Once that was done, it was onto chemotherapy. I had a port placed in my chest, and started 6 rounds of chemo, every 3 weeks. I turned 29 years old in the middle of chemo. I travelled to Indiana, Texas, Maryland, Delaware, and California, to attend 3 bachelorette parties and 2 weddings. I still worked full time, and I finished my fellowship. I don’t think I’ve ever been so tired in my entire life, but I overcame.
After chemo was done, it was onto surgery at the end of September 2018. Four days before my surgery, my husband and I celebrated our first anniversary. I worked and exercised regularly until the night before my double mastectomy. I had 8 weeks off from work to recover from surgery, but I didn’t spend as much time resting as I probably should have. I was working on finalizing presentations for multiple conferences coming up, and was trying to stay on top of the necessary paperwork to make sure my insurance coverage was intact during my medical leave, and make sure I’d be able to continue using my benefits so I wouldn’t be without an income during those two months. Having cancer is literally a full time job.

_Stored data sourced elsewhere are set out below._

//! SQLite store for the document intake pipeline.
//!
//! One connection behind a mutex, WAL mode, prepared-statement cache.
//! Search is FTS5 (`porter unicode61`) over extracted text + summary, with
//! SQL filters layered on top.

use std::path::{Path, PathBuf};

use parking_lot::Mutex;
use rusqlite::{params, params_from_iter, types::Value, Connection, OptionalExtension};
use tracing::info;

use crate::schema::{FTS_SCHEMA_SQL, SCHEMA_SQL};
use crate::types::*;
use docpipe_core::{Error, Result};

/// SQLite-backed store for documents, jobs, models, shares, and tags.
pub struct Store {
    conn: Mutex<Connection>,
    db_path: PathBuf,
}

fn now_millis() -> i64 {
    std::time::SystemTime::now()
        .duration_since(std::time::UNIX_EPOCH)
        .unwrap()
        .as_millis() as i64
}
//! Background processing worker — drains the job queue and drives each
//! document through the OCR → analysis status lifecycle.

use std::path::Path;
use std::sync::Arc;
use std::time::Instant;

use serde_json::json;
use tracing::{error, info, warn};

use crate::state::AppState;
use docpipe_ai::PromptSpec;
use docpipe_store::{DocumentType, ProcessingStatus};

/// Start the background worker task. Jobs left over from a previous run
/// are re-queued first so a crash never strands a document mid-pipeline.
pub fn start_processing_worker(state: Arc<AppState>) {
    let mut rx = match state.take_job_rx() {
        Some(rx) => rx,
        None => {
            error!("Processing worker already started");
            return;
        }
    };

    match state.store.requeue_stale_jobs() {
        Ok(stale) => {
            if !stale.is_empty() {
                info!("Re-queueing {} unfinished jobs from previous run", stale.len());
                for job in stale {
                    state.enqueue_job(&job.id);
                }
            }
        }
        Err(e) => error!("Failed to re-queue stale jobs: {}", e),
    }

    tokio::spawn(async move {
        info!("Background processing worker started");
        while let Some(request) = rx.recv().await {
            process_job(&state, &request.job_id).await;
        }
    });
}

/// Run one job end to end. Failures are swallowed into the `failed`
/// status with an error message; nothing here propagates.
async fn process_job(state: &AppState, job_id: &str) {
    let start = Instant::now();

    let job = match state.store.get_job(job_id) {
        Ok(Some(job)) => job,
        Ok(None) => {
            warn!("Processing job {} not found", job_id);
            return;
        }
        Err(e) => {
            error!("Failed to load job {}: {}", job_id, e);
            return;
        }
    };

    let document = match state.store.get_document(&job.document_id) {
        Ok(Some(doc)) => doc,
        _ => {
            let _ = state
                .store
                .mark_job_failed(job_id, "Document not found", elapsed_ms(start));
            return;
        }
    };

    info!("Processing job {} for document {}", job_id, document.id);
    let _ = state.store.mark_job_processing(job_id);
    let _ = state
        .store
        .set_document_status(&document.id, ProcessingStatus::Processing);

    // OCR stage. Reuse prior text on reprocessing runs.
    let text = if let Some(existing) = document
        .extracted_text
        .as_ref()
        .filter(|t| !t.trim().is_empty())
    {
        existing.clone()
    } else {
        let outcome = match state
            .extractor
            .extract(Path::new(&document.file_path), &document.mime_type)
            .await
        {
            Ok(outcome) => outcome,
            Err(e) => {
                let message = e.to_string();
                error!("OCR failed for document {}: {}", document.id, message);
                let _ = state.store.set_document_failed(&document.id, &message);
                let _ = state
                    .store
                    .mark_job_failed(job_id, &message, elapsed_ms(start));
                return;
            }
        };

        if let Err(e) = state.store.set_document_ocr(
            &document.id,
            &outcome.text,
            outcome.confidence,
            &outcome.engine,
        ) {
            error!("Failed to store OCR result for {}: {}", document.id, e);
        }
        outcome.text
    };

    // Analysis stage: local heuristics plus optional AI enrichment.
    let _ = state
        .store
        .set_document_status(&document.id, ProcessingStatus::AiProcessing);

    let report = state.analyzer.analyze(&text).await;

    // Optional custom model pass.
    let mut custom_output: Option<serde_json::Value> = None;
    if let Some(model_id) = &job.model_id {
        match state.store.get_model(model_id) {
            Ok(Some(model)) if model.is_active => {
                let spec = PromptSpec {
                    template: model.prompt_template.clone(),
                    temperature: model.temperature,
                    max_tokens: model.max_tokens,
                };
                match state.analyzer.run_prompt(&spec, &text).await {
                    Some(output) => {
                        let _ = state.store.increment_model_usage(model_id);
                        custom_output = Some(json!({
                            "model_id": model_id,
                            "model_name": model.name,
                            "output": output,
                        }));
                    }
                    None => {
                        warn!(
                            "Custom model {} produced no output (AI unavailable?)",
                            model_id
                        );
                    }
                }
            }
            Ok(_) => warn!("Job {} references missing or inactive model", job_id),
            Err(e) => error!("Failed to load model {}: {}", model_id, e),
        }
    }

    let mut analysis = json!({
        "model_used": report.model_used,
        "ai_available": report.ai_available,
        "overall_confidence": report.overall_confidence,
        "classification_confidence": report.classification_confidence,
    });
    if let Some(custom) = custom_output {
        analysis["custom_model"] = custom;
    }

    let fields = serde_json::to_value(&report.fields).unwrap_or_default();
    let entities = serde_json::to_value(&report.entities).unwrap_or_default();
    let document_type = DocumentType::parse(&report.classification);

    match state.store.set_document_analysis(
        &document.id,
        document_type,
        &report.summary,
        &analysis,
        &fields,
        &entities,
    ) {
        Ok(_) => {
            let _ = state.store.mark_job_completed(job_id, elapsed_ms(start));
            info!(
                "Job {} completed in {} ms (type={}, model={})",
                job_id,
                elapsed_ms(start),
                document_type.as_str(),
                report.model_used
            );
        }
        Err(e) => {
            let message = format!("Failed to store analysis: {}", e);
            error!("{}", message);
            let _ = state.store.set_document_failed(&document.id, &message);
            let _ = state
                .store
                .mark_job_failed(job_id, &message, elapsed_ms(start));
        }
    }
}

fn elapsed_ms(start: Instant) -> i64 {
    start.elapsed().as_millis() as i64
}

Even as I sit here and write this, I am 6 days post-phase 2 reconstruction surgery. I am sore, bruised, swollen, and my poor body looks like it’s been to war. I am still going through endocrine therapy that puts me in “medical menopause” and getting infusions every 3 weeks for the foreseeable future. I have felt the highs and lows more than I ever thought possible. As I look back at this last year, I am struck by how much I have accomplished and overcome. At any given moment, each thing seemed completely impossible, like I couldn’t possibly keep moving forward. But somehow, I did.
The biggest takeaways I want to share from all of this:
-Advocate for yourself and listen to your body when something doesn’t seem right!

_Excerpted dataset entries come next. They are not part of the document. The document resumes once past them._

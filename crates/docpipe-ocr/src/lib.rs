//! Docpipe OCR — text extraction with engine fallback.
//!
//! Plain text is read directly, PDFs prefer the embedded text layer page by
//! page, and raster content goes through external OCR engines (EasyOCR when
//! installed, Tesseract otherwise) with a confidence-threshold fallback.

pub mod engine;
pub mod extractor;
pub mod filetype;
pub mod pdf;

pub use engine::{EngineKind, EngineResult, OcrEngines};
pub use extractor::{OcrOutcome, TextExtractor};
pub use filetype::FileKind;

-When faced with these seemingly insurmountable challenges, take things LITERALLY one step at a time. Literally just put one foot in front of the other until the next step/goal is achieved, even if that’s just getting from your bed to toilet. Making a to-do list can be helpful, but it can also overwhelm you. Don’t be afraid to ask for help with any task, no matter how small.
-Give yourself grace. There are certainly going to be days when everything is just too much, and that’s okay, we all have them. Give yourself the time and space to lean into those feelings and process them, but have strategies ready to help get yourself going again - taking a bubble bath, doing a face mask, making a to-do list, or talking to a friend/family member/therapist are all good ideas.
-YOU ARE NEVER ALONE - though it may feel that way sometimes, I promise there is always someone there for you.